> [INPUT FOR THIS TASK]:
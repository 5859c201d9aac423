// Copyright (c) 2025 Fabstir
// SPDX-License-Identifier: BUSL-1.1
//! Environment-driven service configuration

use std::env;
use std::path::PathBuf;

/// Default listening port
pub const DEFAULT_PORT: u16 = 5000;

/// Default chat-completion API base URL
pub const DEFAULT_TOGETHER_API_URL: &str = "https://api.together.xyz";

/// Default CLIP model directory
pub const DEFAULT_CLIP_MODEL_DIR: &str = "./models/clip-vit-b-32-onnx";

/// Service configuration, assembled from the environment once at startup
#[derive(Debug, Clone)]
pub struct ServiceConfig {
    /// Listening port (PORT)
    pub port: u16,
    /// Bearer token for the completion API (TOGETHER_API_KEY)
    pub together_api_key: Option<String>,
    /// Completion API base URL (TOGETHER_API_URL)
    pub together_api_url: String,
    /// Directory holding visual.onnx, textual.onnx, tokenizer.json
    /// (CLIP_MODEL_DIR)
    pub clip_model_dir: PathBuf,
}

impl Default for ServiceConfig {
    fn default() -> Self {
        Self {
            port: DEFAULT_PORT,
            together_api_key: None,
            together_api_url: DEFAULT_TOGETHER_API_URL.to_string(),
            clip_model_dir: PathBuf::from(DEFAULT_CLIP_MODEL_DIR),
        }
    }
}

impl ServiceConfig {
    /// Read configuration from environment variables
    ///
    /// Unset or unparseable values fall back to defaults; the API key
    /// stays `None` when absent (the proxy endpoint then fails
    /// upstream, the classifier is unaffected).
    pub fn from_env() -> Self {
        let port = env::var("PORT")
            .ok()
            .and_then(|v| v.parse::<u16>().ok())
            .unwrap_or(DEFAULT_PORT);

        let together_api_key = env::var("TOGETHER_API_KEY").ok().filter(|k| !k.is_empty());

        let together_api_url =
            env::var("TOGETHER_API_URL").unwrap_or_else(|_| DEFAULT_TOGETHER_API_URL.to_string());

        let clip_model_dir = env::var("CLIP_MODEL_DIR")
            .map(PathBuf::from)
            .unwrap_or_else(|_| PathBuf::from(DEFAULT_CLIP_MODEL_DIR));

        Self {
            port,
            together_api_key,
            together_api_url,
            clip_model_dir,
        }
    }
}

#[cfg(test)]
mod tests {
    use super::*;

    #[test]
    fn test_defaults() {
        let config = ServiceConfig::default();
        assert_eq!(config.port, 5000);
        assert!(config.together_api_key.is_none());
        assert_eq!(config.together_api_url, "https://api.together.xyz");
        assert_eq!(
            config.clip_model_dir,
            PathBuf::from("./models/clip-vit-b-32-onnx")
        );
    }
}
// Copyright (c) 2025 Fabstir
// SPDX-License-Identifier: BUSL-1.1
pub mod api;
pub mod classifier;
pub mod config;
pub mod llm;
pub mod vision;

pub use api::{build_router, start_server, ApiError, AppState};
pub use classifier::{LabelClassifier, LABELS};
pub use config::ServiceConfig;
pub use llm::{JsonExtractor, TogetherClient};
pub use vision::ClipModel;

> [EXERCISE GOAL]: Retype exactly the lines from the one containing "assert_eq!(config.port, 5000);" through the end of the data. Add nothing.

> [ANSWER SECTION]:
        assert_eq!(config.port, 5000);
        assert!(config.together_api_key.is_none());
        assert_eq!(config.together_api_url, "https://api.together.xyz");
        assert_eq!(
            config.clip_model_dir,
            PathBuf::from("./models/clip-vit-b-32-onnx")
        );
    }
}
// Copyright (c) 2025 Fabstir
// SPDX-License-Identifier: BUSL-1.1
pub mod api;
pub mod classifier;
pub mod config;
pub mod llm;
pub mod vision;

pub use api::{build_router, start_server, ApiError, AppState};
pub use classifier::{LabelClassifier, LABELS};
pub use config::ServiceConfig;
pub use llm::{JsonExtractor, TogetherClient};
pub use vision::ClipModel;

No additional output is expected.